/open-doors-code

The Open Doors Archive Processor (ODAP), formerly known "the sausage machine"

Primary LanguagePython

open-doors-code

Code to convert Open Doors imports into a set of tables for importing.

Process

Set up your system and the Open Doors scripts

You will need the following installed before you start (consult the tools' documentation for installation instructions for your operating system):

  • MySQL server 5.7 or higher
  • Python 3.8

Some general tools you will find useful:

  • A text editor which can open and save files with different encodings, and perform regular expression replacing across files in a directory. For example: Sublime Text (on MacOS) or Notepad++ (on Windows)
  • A MySQL client that allows you to view tables side-by-side. For example: Sequel Pro (MacOS) or MySQL Workbench (all operating systems)
  1. Either clone the repository at https://github.com/otwcode/open-doors-code, or download the code as a zip file. (Note that if you download the code, you will need to download it again when changes are made)
  2. Strongly recommended: create a virtual environment for this project to keep its dependencies separate from other Python projects you might have.
  3. Run pip install -r requirements.txt from the root folder of the project to install required dependencies

Prepare the archive backup for local processing

Note: for eFiction Archives, pre-process the archive using the eFiction Processor.

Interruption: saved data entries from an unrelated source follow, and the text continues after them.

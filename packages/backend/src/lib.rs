#![cfg_attr(feature = "fail-on-warnings", deny(warnings))]
#![warn(clippy::all, clippy::pedantic, clippy::nursery, clippy::cargo)]
#![allow(clippy::multiple_crate_versions, clippy::cargo_common_metadata)]

//! Backends that serve region shapes and aggregate views.
//!
//! The dashboard engine only knows the [`DashboardBackend`] contract:
//! fetch the region shapes once, and compute a grouped count for a point
//! query. [`carto::CartoBackend`] talks to a hosted Carto SQL API;
//! [`memory::MemoryBackend`] evaluates the same queries over in-memory
//! point features.

pub mod carto;
pub mod memory;
pub mod retry;
pub mod shapes;
pub mod spatial;

use async_trait::async_trait;
use geo_dashboard_choropleth::regions::{RegionShapes, RegionShapesError};
use geo_dashboard_models::{AggregateRequest, CategoryCount};
use geo_dashboard_query::QueryError;
use thiserror::Error;

/// Errors that can occur while talking to a backend.
#[derive(Debug, Error)]
pub enum BackendError {
    /// HTTP request failed.
    #[error("HTTP request failed: {0}")]
    Http(#[from] reqwest::Error),

    /// JSON parsing failed.
    #[error("JSON parse error: {0}")]
    Json(#[from] serde_json::Error),

    /// I/O error (reading local data files).
    #[error("I/O error: {0}")]
    Io(#[from] std::io::Error),

    /// Region shapes could not be parsed.
    #[error(transparent)]
    Shapes(#[from] RegionShapesError),

    /// The backend could not interpret a query.
    #[error("Query error: {0}")]
    Query(#[from] QueryError),

    /// The backend answered with something unusable.
    #[error("Response error: {message}")]
    Response {
        /// Description of what went wrong.
        message: String,
    },
}

/// The remote side of the dashboard.
#[async_trait]
pub trait DashboardBackend: Send + Sync {
    /// Fetches the region polygons used by the choropleth.
    ///
    /// # Errors
    ///
    /// Returns [`BackendError`] if the shapes cannot be fetched or parsed.
    async fn region_shapes(&self) -> Result<RegionShapes, BackendError>;

    /// Computes `request.spec` over the points matched by `request.query`.
    ///
    /// # Errors
    ///
    /// Returns [`BackendError`] if the query is rejected or the response
    /// cannot be read.
    async fn aggregate(&self, request: &AggregateRequest)
    -> Result<Vec<CategoryCount>, BackendError>;
}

  1. Copy the archive backup to your local machine. You will need the following files:

    1. The story metadata (authors, titles, summaries, tags etc.)
      • For Automated Archive, this is in a Perl file called ARCHIVE_DB.pl.
      • Other archive types may store their metadata in a custom database, or in flat HTML files. These archives will need bespoke coding or manual processing to create the MySQL tables in step 01.
    2. The story files.
      • For AA, this is usually in a folder called archive.
      • Other archives may store their story contents elsewhere, for instance, in the database itself or as flat HTML files.
  2. Make a copy of example.yml, give it a simple name related to the archive you're processing, and fill it in. See Parameters for the list of properties. You will be prompted for any property you didn't include in the file if it is needed for a given stage.

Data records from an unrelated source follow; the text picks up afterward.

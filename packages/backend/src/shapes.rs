//! Region shape document fetcher.
//!
//! Fetches a standard `GeoJSON` `FeatureCollection` from any URL that
//! returns it directly, and keys its features for the choropleth.

use geo_dashboard_choropleth::regions::RegionShapes;
use geo_dashboard_models::config::RegionSettings;

use crate::{BackendError, retry};

/// Downloads and parses the configured region shapes.
///
/// # Errors
///
/// Returns [`BackendError`] if the request fails or the document is not
/// a `FeatureCollection`.
pub async fn fetch(
    client: &reqwest::Client,
    settings: &RegionSettings,
) -> Result<RegionShapes, BackendError> {
    log::info!("Fetching region shapes from {}", settings.url);
    let body = retry::send_text(|| client.get(&settings.url)).await?;
    let shapes = parse(&body, settings)?;
    log::info!("Loaded {} region shapes", shapes.len());
    Ok(shapes)
}

/// Parses a region shape document with the configured key and name
/// properties.
///
/// # Errors
///
/// Returns [`BackendError::Shapes`] if the document is not a
/// `FeatureCollection`.
pub fn parse(text: &str, settings: &RegionSettings) -> Result<RegionShapes, BackendError> {
    Ok(RegionShapes::parse(
        text,
        &settings.key_property,
        settings.name_property.as_deref(),
    )?)
}

#[cfg(test)]
mod tests {
    use super::*;

    #[test]
    fn parses_with_configured_properties() {
        let settings = RegionSettings {
            url: "https://example.com/zips.geojson".to_string(),
            key_property: "postalCode".to_string(),
            name_property: Some("PO_NAME".to_string()),
        };
        let doc = serde_json::json!({
            "type": "FeatureCollection",
            "features": [{
                "type": "Feature",
                "properties": { "postalCode": "11201", "PO_NAME": "Brooklyn" },
                "geometry": null
            }]
        });
        let shapes = parse(&doc.to_string(), &settings).unwrap();
        let shape = shapes.iter().next().unwrap();
        assert_eq!(shape.key, "11201");
        assert_eq!(shape.name.as_deref(), Some("Brooklyn"));
    }

    #[test]
    fn rejects_non_geojson() {
        let settings = RegionSettings {
            url: String::new(),
            key_property: "postalCode".to_string(),
            name_property: None,
        };
        assert!(matches!(
            parse("<html></html>", &settings),
            Err(BackendError::Shapes(_))
        ));
    }
}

High-level overview of each step

  • 01 - Load the original data into a temporary database for processing (AA only)
  • 01.5 - Load chapters into the chapters table of the temporary database (AA and custom only)
  • 02 - Extract tags from stories and story links into a new tags table. (AA and custom only)
  • 03 - Export the distinct tags into a spreadsheet to enable wranglers to map tags to AO3 tags, and export story and story link information into spreadsheets used for searching. (all)
  • 04 - Map the tags in the tags table to AO3 tags suggested by wranglers. (all)
  • 05 - Create the final tables that will be used for the temp site and copy all the authors, stories and story links. (all)
  • 06 - Copy the AO3 tags into the final story and story link rows. (all)

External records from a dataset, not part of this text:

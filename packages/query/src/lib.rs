#![cfg_attr(feature = "fail-on-warnings", deny(warnings))]
#![warn(clippy::all, clippy::pedantic, clippy::nursery, clippy::cargo)]
#![allow(clippy::multiple_crate_versions, clippy::cargo_common_metadata)]

//! SQL construction for the dashboard's data source.
//!
//! The point overlay and both aggregate views read the same data source.
//! Its query is rebuilt from the current [`Filter`] whenever the circle is
//! committed or a category bar is clicked. Geometry and category
//! predicates always compose with `AND`; the category predicate never
//! replaces the geometry one.
//!
//! Category keys come from aggregate results and end up inside a string
//! literal, so they are escaped and keys with control characters are
//! rejected. Table and column names come from the validated dashboard
//! definition and are spliced as-is.

pub mod parse;

use geo_dashboard_models::config::DatasetSettings;
use geo_dashboard_models::{AggregateSpec, CircleSelection, GeometryError};
use thiserror::Error;

pub use parse::parse_filter;

/// Errors that can occur while building a query.
#[derive(Debug, Clone, PartialEq, Error)]
pub enum QueryError {
    /// The circle is not a valid geometry.
    #[error("Invalid geometry: {0}")]
    Geometry(#[from] GeometryError),

    /// A category key cannot be used in a filter.
    #[error("Invalid category key {key:?}: {message}")]
    Category {
        /// The rejected key.
        key: String,
        /// Description of what went wrong.
        message: &'static str,
    },

    /// A query could not be parsed back into a [`Filter`].
    #[error("Unrecognized query: {message}")]
    Unrecognized {
        /// Description of what went wrong.
        message: String,
    },
}

/// Selection filters applied on top of the base predicate.
#[derive(Debug, Clone, Default, PartialEq)]
pub struct Filter {
    /// Restrict points to this circle.
    pub circle: Option<CircleSelection>,
    /// Restrict points to this category.
    pub category: Option<String>,
}

impl Filter {
    /// A filter restricted to `circle` with no category.
    #[must_use]
    pub const fn within(circle: CircleSelection) -> Self {
        Self {
            circle: Some(circle),
            category: None,
        }
    }
}

/// Turns [`Filter`]s into SQL for one dataset.
#[derive(Debug, Clone, PartialEq, Eq)]
pub struct QueryBuilder {
    table: String,
    geometry_column: String,
    category_column: String,
    base_filter: Option<String>,
}

impl QueryBuilder {
    /// Creates a builder for the configured dataset.
    #[must_use]
    pub fn new(dataset: &DatasetSettings) -> Self {
        Self {
            table: dataset.table.clone(),
            geometry_column: dataset.geometry_column.clone(),
            category_column: dataset.category_column.clone(),
            base_filter: dataset
                .base_filter
                .as_deref()
                .map(str::trim)
                .filter(|f| !f.is_empty())
                .map(ToString::to_string),
        }
    }

    /// Column compared by [`Self::category_equals`].
    #[must_use]
    pub fn category_column(&self) -> &str {
        &self.category_column
    }

    /// Predicate matching points within `circle.radius_m` meters of the
    /// circle center. Coordinates are printed with 4 decimal digits.
    ///
    /// # Errors
    ///
    /// Returns [`QueryError::Geometry`] for non-finite or out-of-range
    /// input.
    pub fn within_circle(&self, circle: &CircleSelection) -> Result<String, QueryError> {
        circle.validate()?;
        Ok(format!(
            "ST_DWithin({}::geography, ST_SetSRID(ST_MakePoint({:.4}, {:.4}), 4326)::geography, {:.2})",
            self.geometry_column, circle.center.lng, circle.center.lat, circle.radius_m
        ))
    }

    /// Predicate matching points whose category equals `key`.
    ///
    /// # Errors
    ///
    /// Returns [`QueryError::Category`] if the key is empty or contains
    /// control characters.
    pub fn category_equals(&self, key: &str) -> Result<String, QueryError> {
        Ok(format!("{} = {}", self.category_column, quote_literal(key)?))
    }

    /// Builds the full point query for `filter`.
    ///
    /// # Errors
    ///
    /// Returns [`QueryError`] if the circle or category is invalid.
    pub fn build(&self, filter: &Filter) -> Result<String, QueryError> {
        let mut frags: Vec<String> = Vec::new();

        if let Some(base) = &self.base_filter {
            frags.push(format!("({base})"));
        }
        if let Some(circle) = &filter.circle {
            frags.push(self.within_circle(circle)?);
        }
        if let Some(category) = &filter.category {
            frags.push(self.category_equals(category)?);
        }

        let sql = format!("SELECT * FROM {}{}", self.table, where_clause(&frags));
        log::debug!("Built query: {sql}");
        Ok(sql)
    }
}

fn where_clause(frags: &[String]) -> String {
    if frags.is_empty() {
        String::new()
    } else {
        format!(" WHERE {}", frags.join(" AND "))
    }
}

/// Quotes `key` as a SQL string literal, doubling embedded quotes.
///
/// # Errors
///
/// Returns [`QueryError::Category`] if the key is empty or contains
/// control characters.
pub fn quote_literal(key: &str) -> Result<String, QueryError> {
    if key.is_empty() {
        return Err(QueryError::Category {
            key: key.to_string(),
            message: "must not be empty",
        });
    }
    if key.chars().any(char::is_control) {
        return Err(QueryError::Category {
            key: key.to_string(),
            message: "must not contain control characters",
        });
    }
    Ok(format!("'{}'", key.replace('\'', "''")))
}

/// Wraps a point query in a grouped count.
///
/// Keys are cast to text so numeric region codes match `GeoJSON`
/// property strings. Ties are broken by key to keep results stable.
#[must_use]
pub fn aggregate_sql(query: &str, spec: &AggregateSpec) -> String {
    format!(
        "SELECT {col}::text AS key, {op}(*) AS value FROM ({query}) AS _q \
         GROUP BY {col} ORDER BY value DESC, key LIMIT {limit}",
        col = spec.group_by,
        op = spec.operation.as_ref().to_lowercase(),
        limit = spec.limit,
    )
}

#[cfg(test)]
mod tests {
    use super::*;
    use geo_dashboard_models::{AggregateOperation, LatLng};

    fn dataset() -> DatasetSettings {
        DatasetSettings {
            table: "nyc_restaurants".to_string(),
            geometry_column: "the_geom".to_string(),
            category_column: "cuisine".to_string(),
            region_column: "zipcode".to_string(),
            base_filter: None,
        }
    }

    fn circle() -> CircleSelection {
        CircleSelection::new(LatLng::new(40.730_61, -73.986_64), 1000.0)
    }

    #[test]
    fn builds_circle_query() {
        let builder = QueryBuilder::new(&dataset());
        let sql = builder.build(&Filter::within(circle())).unwrap();
        assert_eq!(
            sql,
            "SELECT * FROM nyc_restaurants WHERE ST_DWithin(the_geom::geography, \
             ST_SetSRID(ST_MakePoint(-73.9866, 40.7306), 4326)::geography, 1000.00)"
        );
    }

    #[test]
    fn composes_base_circle_and_category() {
        let mut settings = dataset();
        settings.base_filter = Some("the_geom IS NOT NULL".to_string());
        let builder = QueryBuilder::new(&settings);
        let sql = builder
            .build(&Filter {
                circle: Some(circle()),
                category: Some("Pizza".to_string()),
            })
            .unwrap();
        assert!(sql.starts_with("SELECT * FROM nyc_restaurants WHERE (the_geom IS NOT NULL) AND ST_DWithin("));
        assert!(sql.ends_with(" AND cuisine = 'Pizza'"));
    }

    #[test]
    fn blank_base_filter_is_ignored() {
        let mut settings = dataset();
        settings.base_filter = Some("   ".to_string());
        let builder = QueryBuilder::new(&settings);
        assert_eq!(
            builder.build(&Filter::default()).unwrap(),
            "SELECT * FROM nyc_restaurants"
        );
    }

    #[test]
    fn escapes_category_quotes() {
        let builder = QueryBuilder::new(&dataset());
        assert_eq!(
            builder.category_equals("Children's").unwrap(),
            "cuisine = 'Children''s'"
        );
        assert_eq!(
            builder.category_equals("x' OR '1'='1").unwrap(),
            "cuisine = 'x'' OR ''1''=''1'"
        );
    }

    #[test]
    fn rejects_bad_category_keys() {
        let builder = QueryBuilder::new(&dataset());
        assert!(matches!(
            builder.category_equals(""),
            Err(QueryError::Category { .. })
        ));
        assert!(matches!(
            builder.category_equals("Pizza\n--"),
            Err(QueryError::Category { .. })
        ));
    }

    #[test]
    fn rejects_non_finite_geometry() {
        let builder = QueryBuilder::new(&dataset());
        let bad = CircleSelection::new(LatLng::new(40.7, f64::NAN), 100.0);
        assert!(matches!(
            builder.build(&Filter::within(bad)),
            Err(QueryError::Geometry(_))
        ));
    }

    #[test]
    fn smallest_radius_prints_nonzero() {
        let builder = QueryBuilder::new(&dataset());
        let tiny = CircleSelection::new(LatLng::new(40.7, -73.9), 0.004);
        assert!(matches!(
            builder.build(&Filter::within(tiny)),
            Err(QueryError::Geometry(GeometryError::RadiusBelowMinimum(_)))
        ));

        let smallest = CircleSelection::new(LatLng::new(40.7, -73.9), 0.01);
        let sql = builder.build(&Filter::within(smallest)).unwrap();
        assert!(sql.ends_with(", 0.01)"));
        assert_eq!(builder.parse(&sql).unwrap().circle, Some(smallest));
    }

    #[test]
    fn aggregate_wraps_point_query() {
        let spec = AggregateSpec {
            group_by: "zipcode".to_string(),
            operation: AggregateOperation::Count,
            limit: 500,
        };
        assert_eq!(
            aggregate_sql("SELECT * FROM t", &spec),
            "SELECT zipcode::text AS key, count(*) AS value FROM (SELECT * FROM t) AS _q \
             GROUP BY zipcode ORDER BY value DESC, key LIMIT 500"
        );
    }
}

At this point, the final database is ready to be loaded into a temporary website that will be used to feed the works into the Archive using its mass import API.

Step 01 - Load the original database into MySQL (AA and custom)

This step populates a set of temporary tables which will be used for later processes.

Automated Archive

python 01-Load-Automated-Archive-into-Mysql.py -p <archive name>.yml

This imports the Automated Archive ARCHIVE_DB.pl file specified in the db_input_file property into the temp_db_database on your MySQL server using the db_host, db_user and db_password properties. The destination database will be destroyed and recreated every time you run the script, so you can safely rerun it as often as needed.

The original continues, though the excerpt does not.